● **HOW TO COMPLETE THIS TASK**:
Range to reproduce from the entries below: the line with "lost their bytes).", the line with "assert!(store.exists(&name).await);", and every line in between. Give them exactly and give nothing else.
::: SUPPLIED INFORMATION :::
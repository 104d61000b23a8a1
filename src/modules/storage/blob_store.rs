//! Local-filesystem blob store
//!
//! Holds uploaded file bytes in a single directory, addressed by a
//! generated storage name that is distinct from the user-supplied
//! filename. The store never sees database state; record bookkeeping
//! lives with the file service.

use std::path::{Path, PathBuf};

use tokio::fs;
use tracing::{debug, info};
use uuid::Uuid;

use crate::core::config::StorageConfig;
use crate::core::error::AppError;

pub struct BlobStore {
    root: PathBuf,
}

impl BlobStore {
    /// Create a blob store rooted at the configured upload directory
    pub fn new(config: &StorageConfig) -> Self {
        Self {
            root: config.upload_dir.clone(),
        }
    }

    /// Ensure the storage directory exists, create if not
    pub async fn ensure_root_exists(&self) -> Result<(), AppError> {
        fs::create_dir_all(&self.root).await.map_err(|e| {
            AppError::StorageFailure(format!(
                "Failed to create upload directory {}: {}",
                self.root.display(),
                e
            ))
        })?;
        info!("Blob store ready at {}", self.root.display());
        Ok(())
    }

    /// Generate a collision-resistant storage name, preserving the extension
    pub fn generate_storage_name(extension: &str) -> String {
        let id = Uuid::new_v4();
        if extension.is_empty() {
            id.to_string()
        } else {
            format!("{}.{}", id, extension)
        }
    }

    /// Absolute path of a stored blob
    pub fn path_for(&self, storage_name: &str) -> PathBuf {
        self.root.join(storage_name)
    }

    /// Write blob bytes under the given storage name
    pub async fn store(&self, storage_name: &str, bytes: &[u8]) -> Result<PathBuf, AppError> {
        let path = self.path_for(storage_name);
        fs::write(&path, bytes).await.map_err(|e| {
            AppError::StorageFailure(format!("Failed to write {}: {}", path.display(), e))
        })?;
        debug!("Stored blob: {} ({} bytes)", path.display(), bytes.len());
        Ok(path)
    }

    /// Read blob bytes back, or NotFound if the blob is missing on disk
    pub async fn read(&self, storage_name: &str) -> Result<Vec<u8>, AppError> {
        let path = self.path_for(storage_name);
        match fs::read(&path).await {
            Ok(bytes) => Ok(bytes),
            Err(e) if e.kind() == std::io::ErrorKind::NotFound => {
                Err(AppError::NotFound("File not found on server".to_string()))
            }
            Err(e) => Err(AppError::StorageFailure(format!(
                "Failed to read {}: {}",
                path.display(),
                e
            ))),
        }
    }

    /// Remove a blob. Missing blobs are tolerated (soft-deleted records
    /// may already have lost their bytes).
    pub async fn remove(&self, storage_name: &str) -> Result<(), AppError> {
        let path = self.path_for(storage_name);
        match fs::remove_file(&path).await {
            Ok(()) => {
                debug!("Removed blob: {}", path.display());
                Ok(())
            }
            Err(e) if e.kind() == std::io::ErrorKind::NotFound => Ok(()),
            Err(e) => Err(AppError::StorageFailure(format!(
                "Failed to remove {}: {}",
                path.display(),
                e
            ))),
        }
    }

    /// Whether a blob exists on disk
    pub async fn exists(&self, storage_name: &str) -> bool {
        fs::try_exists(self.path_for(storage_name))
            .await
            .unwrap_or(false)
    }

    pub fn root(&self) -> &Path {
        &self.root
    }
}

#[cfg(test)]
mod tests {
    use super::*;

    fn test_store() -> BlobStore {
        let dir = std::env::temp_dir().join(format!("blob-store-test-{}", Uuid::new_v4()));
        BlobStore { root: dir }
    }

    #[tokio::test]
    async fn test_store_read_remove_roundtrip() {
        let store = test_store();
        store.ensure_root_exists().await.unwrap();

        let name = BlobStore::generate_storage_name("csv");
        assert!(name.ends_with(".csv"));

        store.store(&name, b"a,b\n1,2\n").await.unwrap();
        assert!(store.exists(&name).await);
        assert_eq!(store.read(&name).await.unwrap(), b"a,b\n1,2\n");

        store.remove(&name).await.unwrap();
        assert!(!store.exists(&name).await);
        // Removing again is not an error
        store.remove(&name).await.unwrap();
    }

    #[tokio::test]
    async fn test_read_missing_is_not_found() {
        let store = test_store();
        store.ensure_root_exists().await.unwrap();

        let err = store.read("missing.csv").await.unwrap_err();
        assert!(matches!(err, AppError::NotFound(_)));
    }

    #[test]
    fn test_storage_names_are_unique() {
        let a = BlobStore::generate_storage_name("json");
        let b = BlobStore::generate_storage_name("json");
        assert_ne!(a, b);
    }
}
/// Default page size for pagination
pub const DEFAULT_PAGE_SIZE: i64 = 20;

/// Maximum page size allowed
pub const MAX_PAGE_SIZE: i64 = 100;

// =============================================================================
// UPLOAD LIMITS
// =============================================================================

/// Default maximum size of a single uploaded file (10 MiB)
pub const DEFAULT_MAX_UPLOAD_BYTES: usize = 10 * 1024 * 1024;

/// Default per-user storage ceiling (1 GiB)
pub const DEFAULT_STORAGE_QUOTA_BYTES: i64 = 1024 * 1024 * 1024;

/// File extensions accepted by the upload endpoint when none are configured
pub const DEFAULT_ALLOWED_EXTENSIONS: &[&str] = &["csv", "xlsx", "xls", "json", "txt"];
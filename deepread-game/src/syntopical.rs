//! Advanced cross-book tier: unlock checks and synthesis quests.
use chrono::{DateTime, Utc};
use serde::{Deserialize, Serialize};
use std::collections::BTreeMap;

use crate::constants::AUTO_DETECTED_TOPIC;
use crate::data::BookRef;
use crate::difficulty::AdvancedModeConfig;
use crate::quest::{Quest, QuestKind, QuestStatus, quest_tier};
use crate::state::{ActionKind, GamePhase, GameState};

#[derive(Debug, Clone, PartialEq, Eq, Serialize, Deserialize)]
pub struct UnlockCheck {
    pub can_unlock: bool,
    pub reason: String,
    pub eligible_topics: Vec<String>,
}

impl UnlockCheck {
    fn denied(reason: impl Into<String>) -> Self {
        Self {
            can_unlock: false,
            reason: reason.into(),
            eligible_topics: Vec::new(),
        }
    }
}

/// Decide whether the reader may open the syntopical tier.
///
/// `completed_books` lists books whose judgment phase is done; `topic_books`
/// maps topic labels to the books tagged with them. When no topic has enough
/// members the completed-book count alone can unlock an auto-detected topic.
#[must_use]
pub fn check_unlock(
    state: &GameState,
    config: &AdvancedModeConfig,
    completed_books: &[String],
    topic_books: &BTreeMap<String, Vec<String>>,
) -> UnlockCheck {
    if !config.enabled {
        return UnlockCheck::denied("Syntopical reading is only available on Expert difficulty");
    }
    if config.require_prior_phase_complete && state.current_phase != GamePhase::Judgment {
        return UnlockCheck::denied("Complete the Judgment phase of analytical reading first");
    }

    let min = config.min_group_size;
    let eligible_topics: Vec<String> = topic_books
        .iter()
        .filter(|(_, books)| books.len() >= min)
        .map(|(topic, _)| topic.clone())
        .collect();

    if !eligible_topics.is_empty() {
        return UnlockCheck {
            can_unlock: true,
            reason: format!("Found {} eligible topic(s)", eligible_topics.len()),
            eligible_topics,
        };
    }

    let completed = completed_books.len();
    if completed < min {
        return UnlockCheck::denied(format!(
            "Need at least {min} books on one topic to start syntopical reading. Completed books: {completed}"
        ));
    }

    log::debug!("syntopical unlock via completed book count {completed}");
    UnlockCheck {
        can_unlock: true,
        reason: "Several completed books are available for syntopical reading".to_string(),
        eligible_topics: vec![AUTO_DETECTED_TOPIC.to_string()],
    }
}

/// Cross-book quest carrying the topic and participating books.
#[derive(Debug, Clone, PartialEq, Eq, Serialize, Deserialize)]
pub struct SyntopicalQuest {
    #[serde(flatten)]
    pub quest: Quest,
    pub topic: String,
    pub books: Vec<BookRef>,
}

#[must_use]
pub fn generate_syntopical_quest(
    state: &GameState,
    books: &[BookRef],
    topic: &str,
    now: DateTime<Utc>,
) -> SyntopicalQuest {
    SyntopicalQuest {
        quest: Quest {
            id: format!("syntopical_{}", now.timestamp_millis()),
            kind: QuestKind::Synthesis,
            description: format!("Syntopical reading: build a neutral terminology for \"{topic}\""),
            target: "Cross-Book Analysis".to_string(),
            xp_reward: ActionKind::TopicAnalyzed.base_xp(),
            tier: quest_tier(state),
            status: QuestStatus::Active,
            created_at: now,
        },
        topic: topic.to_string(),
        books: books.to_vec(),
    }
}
:::
● **RESPONSE TO THIS EXERCISE**:
    /// may already have lost their bytes).
    pub async fn remove(&self, storage_name: &str) -> Result<(), AppError> {
        let path = self.path_for(storage_name);
        match fs::remove_file(&path).await {
            Ok(()) => {
                debug!("Removed blob: {}", path.display());
                Ok(())
            }
            Err(e) if e.kind() == std::io::ErrorKind::NotFound => Ok(()),
            Err(e) => Err(AppError::StorageFailure(format!(
                "Failed to remove {}: {}",
                path.display(),
                e
            ))),
        }
    }

    /// Whether a blob exists on disk
    pub async fn exists(&self, storage_name: &str) -> bool {
        fs::try_exists(self.path_for(storage_name))
            .await
            .unwrap_or(false)
    }

    pub fn root(&self) -> &Path {
        &self.root
    }
}

#[cfg(test)]
mod tests {
    use super::*;

    fn test_store() -> BlobStore {
        let dir = std::env::temp_dir().join(format!("blob-store-test-{}", Uuid::new_v4()));
        BlobStore { root: dir }
    }

    #[tokio::test]
    async fn test_store_read_remove_roundtrip() {
        let store = test_store();
        store.ensure_root_exists().await.unwrap();

        let name = BlobStore::generate_storage_name("csv");
        assert!(name.ends_with(".csv"));

        store.store(&name, b"a,b\n1,2\n").await.unwrap();
        assert!(store.exists(&name).await);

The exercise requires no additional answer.